Juliette Granier réussit fort bien à rendre cette atmosphère tendue, ce climat de plus en plus délétère. Son écriture, aussi précise dans ses descriptions de la vie au Mas que riche de sensualité se déploie pour faire de cette fille du sud un personnage d’autant plus universel qu’il est solidement ancré dans cette contrée catalane.
Après des études à Perpignan et un premier amour, elle finira par retrouver le mas familial en maîtresse de maison.
On l’aura compris, ce premier roman est une réussite. Juliette Granier, retenez bien ce nom !
Une fille du sud
Juliette Granier
Éditions Gallimard
Premier roman
192 p., 19 €
EAN 9782073038890
Paru le 6/06/2024
Où ?
Le roman est situé principalement dans les Pyrénées-Orientales, entre Perpignan, Elne, Cabestany. On y évoque aussi Paris et un voyage à Nîmes.
Quand ?
L’action se déroule de 1988 à nos jours.
Ce qu’en dit l’éditeur
Née en 1980, Catalina Magne grandit dans un domaine vinicole du sud de la France. Dans cette famille de femmes, la grand-mère domine et la mère s’efface, en assumant pourtant l’essentiel des tâches. Catalina, du haut de ses huit ans, observe et retient. Le favori de sa grand-mère est Ferràn, lointain cousin, qui prétend à la gestion de l’exploitation. Cet homme, ce chasseur, a épousé Olivia Pons, à la beauté spectaculaire. Catalina voit sa conception initiale du monde se modeler au contact de ce couple, et plus tard grâce aux enseignements des années de lycée et d’université.

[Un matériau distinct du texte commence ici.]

//! Candidate selection and pruning.
//!
//! Every container element under a root is scored independently; the best
//! one is the article container. [`prune_node`] then trims stragglers inside
//! the winner on a separate copy, leaving the input document untouched.

use std::sync::LazyLock;

use ego_tree::NodeId;
use scraper::Selector;
use serde::{Deserialize, Serialize};

use crate::filter::cleanup_empty_elements;
use crate::parse::{Document, Element};
use crate::scoring::{NEGATIVE_PATTERNS, POSITIVE_PATTERNS, ScoreConfig, ScoreResult, calculate_score, link_density};

/// Tags that are considered potential content containers
pub const CANDIDATE_TAGS: &[&str] = &["div", "section", "article", "main"];

/// Tags removed from a pruned candidate wherever they appear
const CHROME_TAGS: &[&str] = &["nav", "aside", "form", "button", "input", "select", "textarea", "footer"];

/// Block tags whose own signals are checked during pruning
const PRUNABLE_BLOCK_TAGS: &[&str] = &["div", "section", "ul", "ol", "dl", "table", "p", "header", "figure"];

static CODE_SELECTOR: LazyLock<Selector> =
    LazyLock::new(|| Selector::parse("pre, code").expect("valid code selector"));
static MEDIA_SELECTOR: LazyLock<Selector> =
    LazyLock::new(|| Selector::parse("img, picture, video, figure").expect("valid media selector"));

/// A scored candidate element
#[derive(Debug, Clone, PartialEq)]
pub struct Candidate {
    /// Handle of the element in the scored document
    pub node: NodeId,
    /// The final score
    pub score: f64,
    /// How the score was reached
    pub breakdown: ScoreResult,
}

/// Outcome of a candidate search
#[derive(Debug, Clone, Default, PartialEq)]
pub struct CandidateSelection {
    /// The winner, when one cleared the minimum score
    pub candidate: Option<Candidate>,
    /// Every scored candidate, in document order
    pub all_candidates: Vec<Candidate>,
}

/// Configuration for pruning the winning candidate
#[derive(Debug, Clone, PartialEq, Serialize, Deserialize)]
#[serde(default, deny_unknown_fields)]
pub struct PruneConfig {
    /// Link density above which a short block is dropped
    pub max_link_density: f64,
    /// Blocks with at least this much text are never dropped for keywords or links
    pub min_keep_text_len: usize,
    /// Elements nested deeper than this are not examined
    pub max_prune_depth: usize,
}

impl Default for PruneConfig {
    fn default() -> Self {
        Self { max_link_density: 0.5, min_keep_text_len: 200, max_prune_depth: 64 }
    }
}

fn candidate_priority(tag_name: &str) -> u8 {
    match tag_name {
        "article" | "main" => 3,
        "section" => 2,
        "div" => 1,
        _ => 0,
    }
}

/// Scores every container under `root` (including `root` itself) and picks the best.
///
/// Ties keep the higher-priority tag, then the earlier element. When the best
/// score is below `config.min_score`, no candidate is returned.
pub fn find_best_candidate(root: &Element<'_>, config: &ScoreConfig) -> CandidateSelection {
    let max_elements = if config.max_elements == 0 { usize::MAX } else { config.max_elements };

    let all_candidates: Vec<Candidate> = root
        .self_and_descendants()
        .into_iter()
        .filter(|el| CANDIDATE_TAGS.contains(&el.tag_name().as_str()))
        .take(max_elements)
        .map(|el| {
            let breakdown = calculate_score(&el, config);
            Candidate { node: el.id(), score: breakdown.final_score, breakdown }
        })
        .collect();

    let mut best: Option<&Candidate> = None;
    for candidate in &all_candidates {
        let better = match best {
            None => true,
            Some(current) => {
                candidate.score > current.score
                    || (candidate.score == current.score
                        && candidate_priority(&candidate.breakdown.tag_name)
                            > candidate_priority(&current.breakdown.tag_name))
            }
        };
        if better {
            best = Some(candidate);
        }
    }

    let candidate = best.filter(|c| c.score >= config.min_score).cloned();

    match &candidate {
        Some(c) => {
            tracing::debug!(
                tag = %c.breakdown.tag_name,
                score = c.score,
                scanned = all_candidates.len(),
                "best candidate"
            )
        }
        None => tracing::debug!(scanned = all_candidates.len(), "no candidate cleared the minimum score"),
    }

    CandidateSelection { candidate, all_candidates }
}

/// Returns a cleaned copy of `element` as a fragment document.
///
/// `body` and `html` elements contribute their children; anything else is
/// copied whole. Chrome elements, short negative-keyword blocks and short
/// link-dense blocks without media are removed. Code blocks and anything
/// holding one are never touched.
pub fn prune_node(element: &Element<'_>, config: &PruneConfig) -> Document {
    let is_page_root = matches!(element.tag_name().as_str(), "body" | "html");
    let source = if is_page_root { element.inner_html() } else { element.outer_html() };
    let mut fragment = Document::parse_fragment(&source);

    let root = fragment.root();
    let mut doomed = Vec::new();
    let mut stack: Vec<(Element<'_>, usize)> = root.child_elements().into_iter().map(|el| (el, 1)).collect();
    stack.reverse();

    while let Some((el, depth)) = stack.pop() {
        let is_candidate_itself = depth == 1 && !is_page_root;

        if !is_candidate_itself && should_prune(&el, config) {
            doomed.push(el.id());
            continue;
        }

        if depth < config.max_prune_depth && !el.is_preformatted() {
            for child in el.child_elements().into_iter().rev() {
                stack.push((child, depth + 1));
            }
        }
    }

    let removed = doomed.into_iter().filter(|id| fragment.remove(*id)).count();
    let emptied = cleanup_empty_elements(&mut fragment);
    tracing::debug!(removed, emptied, "pruned candidate");

    fragment
}

fn contains_code(el: &Element<'_>) -> bool {
    el.is_preformatted() || !el.select_compiled(&CODE_SELECTOR).is_empty()
}

fn should_prune(el: &Element<'_>, config: &PruneConfig) -> bool {
    if contains_code(el) {
        return false;
    }

    let tag = el.tag_name();
    if CHROME_TAGS.contains(&tag.as_str()) {
        return true;
    }

    if !PRUNABLE_BLOCK_TAGS.contains(&tag.as_str()) {
        return false;
    }

    let text_len = el.text_len();
    if text_len >= config.min_keep_text_len {
        return false;
    }

    let hints = el.class_and_id();
    if NEGATIVE_PATTERNS.is_match(&hints) && !POSITIVE_PATTERNS.is_match(&hints) {
        return true;
    }

    let has_media = !el.select_compiled(&MEDIA_SELECTOR).is_empty();
    text_len > 0 && !has_media && link_density(el) > config.max_link_density
}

Personnage solitaire et farouche, il lui faut assimiler l’apprentissage du pouvoir, des relations amoureuses, composer avec la transmission de leur patrimoine et l’envie de fuir la province. Une affaire de mœurs familiale vient bouleverser tout cela. Il est alors question pour Catalina d’œuvrer à sa propre délivrance.
Dans ce premier roman en forme de saga familiale, le climat intense de la Catalogne française se fait l’écho de la personnalité ardente de la jeune héroïne, qui cherche à s’émanciper de toute forme d’autorité pour réaliser pleinement son destin.
Les critiques
Babelio
Lecteurs.com
RTS (Manuela Salvi)
Mare Nostrum (Jean-Jacques Bedu)
Les premières pages du livre
« 1 – 1988
Il est souvent discuté du pouvoir que les hommes détiennent ; mais plus rarement de celui que les femmes découvrent.

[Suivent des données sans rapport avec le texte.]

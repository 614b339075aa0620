use serde::Serialize;

use crate::parse::Document;

/// Page-level metadata read from structured data, meta tags and markup
#[derive(Debug, Clone, Default, PartialEq, Serialize)]
pub struct Metadata {
    pub title: Option<String>,
    pub byline: Option<String>,
    pub excerpt: Option<String>,
    pub site_name: Option<String>,
    pub language: Option<String>,
    pub published: Option<String>,
}

const BYLINE_PATTERNS: &[&str] = &["byline", "author", "by-author", "writer"];
const MAX_BYLINE_LEN: usize = 100;
const MAX_EXCERPT_LEN: usize = 300;

impl Document {
    /// Extract title with priority fallback:
    /// 1. JSON-LD `headline`
    /// 2. Open Graph `og:title`
    /// 3. Twitter `twitter:title`
    /// 4. `<title>` element
    /// 5. First `<h1>` element
    pub fn extract_title(&self) -> Option<String> {
        self.json_ld_str("headline")
            .or_else(|| self.meta_content("og:title"))
            .or_else(|| self.meta_content("twitter:title"))
            .or_else(|| self.title())
            .or_else(|| self.first_text("h1"))
    }

    /// Extract byline with priority fallback:
    /// 1. JSON-LD `author` (string, object or first array entry)
    /// 2. Meta `author`
    /// 3. `[rel="author"]` / `[itemprop="author"]` text
    /// 4. Short text of an element whose class or id looks like a byline
    pub fn extract_byline(&self) -> Option<String> {
        if let Some(author) = self.json_ld().as_ref().and_then(|ld| ld.get("author")).and_then(author_name) {
            return Some(author);
        }

        if let Some(author) = self.meta_content("author") {
            return Some(author);
        }

        if let Some(author) = self.first_text(r#"[rel="author"], [itemprop="author"]"#) {
            return Some(author);
        }

        BYLINE_PATTERNS.iter().find_map(|pattern| {
            let selector = format!(r#"[class*="{pattern}"], [id*="{pattern}"]"#);
            self.select(&selector).ok()?.iter().take(3).find_map(|el| {
                let text = el.text();
                let text = text.trim();
                (!text.is_empty() && text.len() < MAX_BYLINE_LEN).then(|| text.to_string())
            })
        })
    }

    /// Extract excerpt with priority fallback:
    /// 1. JSON-LD `description`
    /// 2. Open Graph `og:description`
    /// 3. Meta `description`
    /// 4. First paragraph longer than 50 characters, truncated
    pub fn extract_excerpt(&self) -> Option<String> {
        if let Some(desc) = self
            .json_ld_str("description")
            .or_else(|| self.meta_content("og:description"))
            .or_else(|| self.meta_content("description"))
        {
            return Some(desc);
        }

        self.select("p").ok()?.iter().take(5).find_map(|el| {
            let text = el.text();
            let text = text.trim();
            if text.len() <= 50 {
                return None;
            }
            if text.chars().count() > MAX_EXCERPT_LEN {
                let cut: String = text.chars().take(MAX_EXCERPT_LEN).collect();
                Some(format!("{}...", cut.trim_end()))
            } else {
                Some(text.to_string())
            }
        })
    }

    /// Extract site name with priority fallback:
    /// 1. JSON-LD `publisher.name`
    /// 2. Open Graph `og:site_name`
    /// 3. Domain from the base URL
    pub fn extract_site_name(&self) -> Option<String> {
        if let Some(name) = self
            .json_ld()
            .as_ref()
            .and_then(|ld| ld.get("publisher"))
            .and_then(|publisher| publisher.get("name"))
            .and_then(|name| name.as_str())
        {
            return Some(name.to_string());
        }

        self.meta_content("og:site_name")
            .or_else(|| self.base_url().and_then(|url| url.domain()).map(|domain| domain.to_string()))
    }

    /// Language from `<html lang>` or the `og:locale` meta tag
    pub fn extract_language(&self) -> Option<String> {
        self.root()
            .attr("lang")
            .map(str::trim)
            .filter(|lang| !lang.is_empty())
            .map(str::to_string)
            .or_else(|| self.meta_content("og:locale"))
    }

    /// Publication date from JSON-LD, `article:published_time` or `<time datetime>`
    pub fn extract_published(&self) -> Option<String> {
        self.json_ld_str("datePublished")
            .or_else(|| self.meta_content("article:published_time"))
            .or_else(|| {
                let time = self.select("time[datetime]").ok()?.into_iter().next()?;
                time.attr("datetime").map(str::to_string)
            })
    }

    /// Extract all metadata at once
    pub fn extract_metadata(&self) -> Metadata {
        Metadata {
            title: self.extract_title(),
            byline: self.extract_byline(),
            excerpt: self.extract_excerpt(),
            site_name: self.extract_site_name(),
            language: self.extract_language(),
            published: self.extract_published(),
        }
    }

    /// Get meta tag content by name or property attribute
    fn meta_content(&self, key: &str) -> Option<String> {
        let selector = format!(r#"meta[name="{key}"], meta[property="{key}"]"#);
        let elements = self.select(&selector).ok()?;
        elements
            .iter()
            .filter_map(|el| el.attr("content"))
            .map(str::trim)
            .find(|content| !content.is_empty())
            .map(str::to_string)
    }

    fn first_text(&self, selector: &str) -> Option<String> {
        self.select(selector).ok()?.iter().find_map(|el| {
            let text = el.text();
            let text = text.trim();
            (!text.is_empty()).then(|| text.to_string())
        })
    }

    /// First JSON-LD object on the page (the first element of a top-level array)
    fn json_ld(&self) -> Option<serde_json::Value> {
        self.select(r#"script[type="application/ld+json"]"#).ok()?.iter().find_map(|el| {
            let value = serde_json::from_str::<serde_json::Value>(el.text().trim()).ok()?;
            match value {
                serde_json::Value::Array(items) => items.into_iter().find(|item| item.is_object()),
                other => Some(other),
            }
        })
    }

    fn json_ld_str(&self, key: &str) -> Option<String> {
        self.json_ld()?.get(key)?.as_str().map(str::to_string)
    }
}

/// Author name from a JSON-LD `author` field (string, object or array)
fn author_name(author: &serde_json::Value) -> Option<String> {
    match author {
        serde_json::Value::String(name) => Some(name.clone()),
        serde_json::Value::Object(obj) => obj.get("name")?.as_str().map(str::to_string),
        serde_json::Value::Array(items) => items.first().and_then(author_name),
        _ => None,
    }
}

#[cfg(test)]
mod tests {
    use super::*;

    const HTML_WITH_META: &str = r#"
        <!DOCTYPE html>
        <html lang="en">
        <head>
            <meta charset="UTF-8">
            <title>Test Page Title</title>
            <meta name="author" content="John Doe">
            <meta name="description" content="This is a test description of the page.">
            <meta property="og:title" content="OG Title">
            <meta property="og:site_name" content="Example Site">
            <script type="application/ld+json">
            {
                "@context": "https://schema.org",
                "@type": "Article",
                "headline": "JSON-LD Headline",
                "author": { "@type": "Person", "name": "Jane Smith" },
                "datePublished": "2024-01-15T10:30:00Z",
                "description": "JSON-LD Description",
                "publisher": { "@type": "Organization", "name": "JSON-LD Publisher" }
            }
            </script>
        </head>
        <body>
            <h1>Main Heading</h1>
            <p>This is the first paragraph of the content. It has enough words to serve as an excerpt.</p>
        </body>
        </html>
    "#;

    const HTML_WITHOUT_META: &str = r#"
        <!DOCTYPE html>
        <html>
        <head><title>Simple Page</title></head>
        <body>
            <h1>Heading</h1>
            <div class="post-byline">By Sam Writer</div>
            <p>This is a substantial paragraph that should be used as an excerpt because it is long enough.</p>
        </body>
        </html>
    "#;

    #[test]
    fn test_extract_metadata_from_json_ld() {
        let doc = Document::parse(HTML_WITH_META).unwrap();
        let metadata = doc.extract_metadata();

        assert_eq!(metadata.title.as_deref(), Some("JSON-LD Headline"));
        assert_eq!(metadata.byline.as_deref(), Some("Jane Smith"));
        assert_eq!(metadata.excerpt.as_deref(), Some("JSON-LD Description"));
        assert_eq!(metadata.site_name.as_deref(), Some("JSON-LD Publisher"));
        assert_eq!(metadata.language.as_deref(), Some("en"));
        assert_eq!(metadata.published.as_deref(), Some("2024-01-15T10:30:00Z"));
    }

    #[test]
    fn test_extract_metadata_fallbacks() {
        let doc = Document::parse(HTML_WITHOUT_META).unwrap();
        let metadata = doc.extract_metadata();

        assert_eq!(metadata.title.as_deref(), Some("Simple Page"));
        assert_eq!(metadata.byline.as_deref(), Some("By Sam Writer"));
        assert!(metadata.excerpt.unwrap().contains("substantial paragraph"));
        assert_eq!(metadata.site_name, None);
        assert_eq!(metadata.language, None);
    }

    #[test]
    fn test_title_falls_back_to_h1() {
        let doc = Document::parse("<body><h1>  Only Heading </h1></body>").unwrap();
        assert_eq!(doc.extract_title().as_deref(), Some("Only Heading"));
    }

    #[test]
    fn test_meta_author_and_og_site_name() {
        let html =
            r#"<head><meta name="author" content="John Doe"><meta property="og:site_name" content="OG Site"></head>"#;
        let doc = Document::parse(html).unwrap();
        assert_eq!(doc.extract_byline().as_deref(), Some("John Doe"));
        assert_eq!(doc.extract_site_name().as_deref(), Some("OG Site"));
    }

    #[test]
    fn test_author_array_from_json_ld() {
        let html = r#"
            <head><script type="application/ld+json">
            [{"@type": "Article", "author": [{"name": "First Author"}, {"name": "Second Author"}]}]
            </script></head>
        "#;
        let doc = Document::parse(html).unwrap();
        assert_eq!(doc.extract_byline().as_deref(), Some("First Author"));
    }

    #[test]
    fn test_long_excerpt_is_truncated() {
        let html = format!("<body><p>{}</p></body>", "Long sentence goes on. ".repeat(40));
        let doc = Document::parse(&html).unwrap();
        let excerpt = doc.extract_excerpt().unwrap();
        assert!(excerpt.ends_with("..."));
        assert!(excerpt.chars().count() <= MAX_EXCERPT_LEN + 3);
    }
}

Ce jour-là c’était mariage. La table, devant le mas, faisait un carré blanc ; et le vent jauni de sable soulevait la nappe et les assiettes de faïence claire. Étendue par terre, j’observais le platane, un grand nuage de feuilles dans lequel j’aurais pu m’envoler. J’avais décidé que je m’en fichais d’avoir de la poussière plein les cheveux. De toute façon, me disait-on, ils étaient sales et impossibles.
Parmi les allées et venues, un attroupement s’était formé. Curieuse, je m’étais rapprochée des adultes. Àvia Magne, ma grand-mère, chignon de cendre, cou et bras courts, se tenait penchée en avant, comme le faisaient les Magne. Elle avait dit une phrase ; je ne fus pas certaine de l’avoir bien comprise car elle était terrible. Encore aujourd’hui, je n’oserais jurer l’avoir entendue. Mais lorsque je revisite le souvenir de ces visages, je sais que c’est à ce moment-là que la prophétie a été prononcée. J’avais cru entendre : Elle ne viendra pas. Ou était-ce : Elle ne devrait pas venir ?

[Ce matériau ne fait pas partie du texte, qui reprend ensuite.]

use std::collections::HashMap;
use std::fs;
use std::path::{Path, PathBuf};

use crate::error::{DistillError, Result};
use crate::siteconfig::directives::SiteConfig;
use crate::siteconfig::parser::ConfigParser;

/// Loads site configs from a custom directory and a standard directory.
///
/// Files in the custom directory win over files of the same name in the
/// standard one.
#[derive(Debug, Clone, Default)]
pub struct ConfigLoader {
    custom_dir: Option<PathBuf>,
    standard_dir: Option<PathBuf>,
    cache: HashMap<String, SiteConfig>,
}

impl ConfigLoader {
    pub fn new() -> Self {
        Self::default()
    }

    /// Loader over the user's config directory (`<config_dir>/distill/sites`)
    pub fn from_default_dir() -> Self {
        let mut builder = ConfigLoaderBuilder::new();
        if let Some(dir) = Self::default_custom_dir() {
            builder = builder.custom_dir(dir);
        }
        builder.build()
    }

    /// Default custom config directory, when the platform has one
    pub fn default_custom_dir() -> Option<PathBuf> {
        dirs::config_dir().map(|dir| dir.join("distill").join("sites"))
    }

    /// Load configuration for a URL
    pub fn load_for_url(&mut self, url: &str) -> Result<SiteConfig> {
        let url = url::Url::parse(url).map_err(|e| DistillError::InvalidUrl(e.to_string()))?;
        let host = url
            .host_str()
            .ok_or_else(|| DistillError::InvalidUrl("No domain found in URL".to_string()))?;
        self.load_for_domain(host)
    }

    /// Load configuration for a domain, merging every matching file.
    ///
    /// The most specific file is merged last; an `autodetect_on_failure: no`
    /// in a general file stops the search for more specific ones.
    pub fn load_for_domain(&mut self, domain: &str) -> Result<SiteConfig> {
        let domain = domain.to_lowercase();
        if let Some(config) = self.cache.get(&domain) {
            return Ok(config.clone());
        }

        let mut merged = SiteConfig::new();
        for path in self.find_config_files(&domain).iter().rev() {
            match ConfigParser::parse_file(path) {
                Ok(config) => {
                    merged.merge(&config);
                    if merged.autodetect_on_failure == Some(false) {
                        break;
                    }
                }
                Err(e) => tracing::warn!(path = %path.display(), error = %e, "skipping site config"),
            }
        }

        if merged.host.is_none() && !merged.is_empty() {
            merged.host = Some(domain.clone());
        }

        self.cache.insert(domain, merged.clone());
        Ok(merged)
    }

    /// Load every `*.txt` file from both directories.
    ///
    /// A file without a `host:` directive applies to the host named by its
    /// file stem (a leading `.` is ignored). Unparsable files are skipped.
    pub fn load_all(&self) -> Result<Vec<SiteConfig>> {
        let mut configs: Vec<SiteConfig> = Vec::new();
        let mut seen: Vec<String> = Vec::new();

        for dir in [&self.custom_dir, &self.standard_dir].into_iter().flatten() {
            if !dir.is_dir() {
                continue;
            }

            let mut paths: Vec<PathBuf> = fs::read_dir(dir)?
                .filter_map(|entry| entry.ok().map(|entry| entry.path()))
                .filter(|path| path.extension().is_some_and(|ext| ext == "txt"))
                .collect();
            paths.sort();

            for path in paths {
                let Some(stem) = path.file_stem().and_then(|stem| stem.to_str()) else { continue };
                if seen.iter().any(|name| name == stem) {
                    continue;
                }

                match ConfigParser::parse_file(&path) {
                    Ok(mut config) => {
                        if config.host.is_none() {
                            config.host = Some(stem.trim_start_matches('.').to_lowercase());
                        }
                        seen.push(stem.to_string());
                        configs.push(config);
                    }
                    Err(e) => tracing::warn!(path = %path.display(), error = %e, "skipping site config"),
                }
            }
        }

        tracing::debug!(count = configs.len(), "loaded site configs");
        Ok(configs)
    }

    /// Find all config files for a domain in priority order
    fn find_config_files(&self, domain: &str) -> Vec<PathBuf> {
        let names = generate_config_names(domain);
        let mut files = Vec::new();

        for dir in [&self.custom_dir, &self.standard_dir].into_iter().flatten() {
            for name in &names {
                let path = dir.join(name);
                if path.exists() && !files.contains(&path) {
                    files.push(path);
                }
            }
        }

        files
    }

    /// Clear the config cache
    pub fn clear_cache(&mut self) {
        self.cache.clear();
    }
}

/// Possible config file names for a domain, most specific first
fn generate_config_names(domain: &str) -> Vec<String> {
    let mut names = vec![format!("{domain}.txt")];

    if let Some(without_www) = domain.strip_prefix("www.") {
        names.push(format!("{without_www}.txt"));
    }

    names.push(format!(".{domain}.txt"));
    if let Some(without_www) = domain.strip_prefix("www.") {
        names.push(format!(".{without_www}.txt"));
    }

    let parts: Vec<&str> = domain.split('.').collect();
    for i in 1..parts.len().saturating_sub(1) {
        let parent = parts[i..].join(".");
        if parent.contains('.') {
            names.push(format!("{parent}.txt"));
            names.push(format!(".{parent}.txt"));
        }
    }

    names.dedup();
    names
}

/// Whether a config written for `pattern` applies to `host`.
///
/// Matches the exact host, the host without `www.`, and any subdomain of the
/// pattern.
pub fn host_matches(pattern: &str, host: &str) -> bool {
    let pattern = pattern.trim_start_matches('.').to_lowercase();
    let host = host.to_lowercase();
    let host = host.as_str();
    if pattern.is_empty() {
        return false;
    }

    let bare = host.strip_prefix("www.").unwrap_or(host);
    let bare_pattern = pattern.strip_prefix("www.").unwrap_or(&pattern);

    host == pattern || bare == bare_pattern || host.ends_with(&format!(".{bare_pattern}"))
}

/// Builder for ConfigLoader
#[derive(Debug, Default)]
pub struct ConfigLoaderBuilder {
    custom_dir: Option<PathBuf>,
    standard_dir: Option<PathBuf>,
}

impl ConfigLoaderBuilder {
    pub fn new() -> Self {
        Self::default()
    }

    /// Set custom config directory
    pub fn custom_dir<P: AsRef<Path>>(mut self, path: P) -> Self {
        self.custom_dir = Some(path.as_ref().to_path_buf());
        self
    }

    /// Set standard config directory
    pub fn standard_dir<P: AsRef<Path>>(mut self, path: P) -> Self {
        self.standard_dir = Some(path.as_ref().to_path_buf());
        self
    }

    pub fn build(self) -> ConfigLoader {
        ConfigLoader { custom_dir: self.custom_dir, standard_dir: self.standard_dir, cache: HashMap::new() }
    }
}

À ces mots, les cousines de ma mère, Sandrine et Dina, s’étaient pliées en deux comme si on leur avait planté un pieu dans le ventre, elles s’étaient enfuies avec des cris et chuchotements. Ma mère avait blanchi d’un coup. Puis les femmes s’étaient éloignées en râlant d’une voix sourde.
Il était impossible qu’Olivia la mariée ne vienne pas du tout. Elle captait et concentrait la beauté du monde. Nous la chérissions. Malgré sa douceur nous entendions toujours sa voix, la plus suave de notre cacophonie générale. Il était bon de l’approcher, de l’effleurer comme par inadvertance pour vérifier qu’elle était bien réelle. Pourquoi ne viendrait-elle pas si elle était tant attendue ? Elle devait venir. Elle nous le devait. Nous la rêvions.
Peut-être avait-elle senti que ma mère, à l’inverse des autres, ne l’approchait qu’avec hostilité, qu’elle se transformait devant elle en un impénétrable buisson de ronces. J’avais tenté de lui dire que ce n’était pas très gentil pour Olivia, principalement parce que je redoutais de ne plus pouvoir la toucher. J’estimais que si ma mère se sentait moche à côté d’Olivia, il fallait qu’elle l’accepte, car cela faisait partie des inconvénients de la vie d’adulte. Sinon, elle devait l’exprimer, malgré les conséquences désagréables que j’imaginais.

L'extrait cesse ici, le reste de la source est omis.